use thiserror::Error;

pub type CoreResult<T> = Result<T, CoreError>;

/// Error taxonomy for the scheduling core and the catalog CRUD around it.
///
/// Every user-visible failure carries a machine-checkable kind plus a
/// human-readable reason. `Storage` is the exception: its detail goes to
/// the operator log, never to the response body.
#[derive(Debug, Error)]
pub enum CoreError {
    /// Missing or invalid input fields. Never retried.
    #[error("{0}")]
    Validation(String),

    /// Duplicate name, teacher double-booking, classroom double-booking,
    /// or a storage-level unique-constraint violation after a race.
    #[error("{0}")]
    Conflict(String),

    /// The targeted row does not exist. For writes this is detected from
    /// the affected-row count, not from a prior read.
    #[error("{0}")]
    NotFound(String),

    /// The row still has dependent rows and cannot be deleted.
    #[error("{0}")]
    Dependency(String),

    /// Unexpected failure talking to SQLite. The surrounding transaction
    /// is rolled back; no partial state is visible.
    #[error("storage error: {0}")]
    Storage(#[from] rusqlite::Error),
}

impl CoreError {
    /// Whether the underlying SQLite error is a unique/primary-key
    /// constraint violation. Used by the group lifecycle to translate a
    /// lost check-then-act race into the same conflict the pre-write
    /// check would have reported.
    pub fn is_unique_violation(&self) -> bool {
        matches!(
            self,
            Self::Storage(rusqlite::Error::SqliteFailure(e, _))
                if e.extended_code == rusqlite::ffi::SQLITE_CONSTRAINT_UNIQUE
                    || e.extended_code == rusqlite::ffi::SQLITE_CONSTRAINT_PRIMARYKEY
        )
    }
}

··········

PROBLEM TO SOLVE:
Would you reproduce every record above exactly as it appears?

FINAL ANSWER:
use thiserror::Error;

pub type CoreResult<T> = Result<T, CoreError>;

/// Error taxonomy for the scheduling core and the catalog CRUD around it.
///
/// Every user-visible failure carries a machine-checkable kind plus a
/// human-readable reason. `Storage` is the exception: its detail goes to
/// the operator log, never to the response body.
#[derive(Debug, Error)]
pub enum CoreError {
    /// Missing or invalid input fields. Never retried.
    #[error("{0}")]
    Validation(String),

    /// Duplicate name, teacher double-booking, classroom double-booking,
    /// or a storage-level unique-constraint violation after a race.
    #[error("{0}")]
    Conflict(String),

    /// The targeted row does not exist. For writes this is detected from
    /// the affected-row count, not from a prior read.
    #[error("{0}")]
    NotFound(String),

    /// The row still has dependent rows and cannot be deleted.
    #[error("{0}")]
    Dependency(String),

    /// Unexpected failure talking to SQLite. The surrounding transaction
    /// is rolled back; no partial state is visible.
    #[error("storage error: {0}")]
    Storage(#[from] rusqlite::Error),
}

impl CoreError {
    /// Whether the underlying SQLite error is a unique/primary-key
    /// constraint violation. Used by the group lifecycle to translate a
    /// lost check-then-act race into the same conflict the pre-write
    /// check would have reported.
    pub fn is_unique_violation(&self) -> bool {
        matches!(
            self,
            Self::Storage(rusqlite::Error::SqliteFailure(e, _))
                if e.extended_code == rusqlite::ffi::SQLITE_CONSTRAINT_UNIQUE
                    || e.extended_code == rusqlite::ffi::SQLITE_CONSTRAINT_PRIMARYKEY
        )
    }
}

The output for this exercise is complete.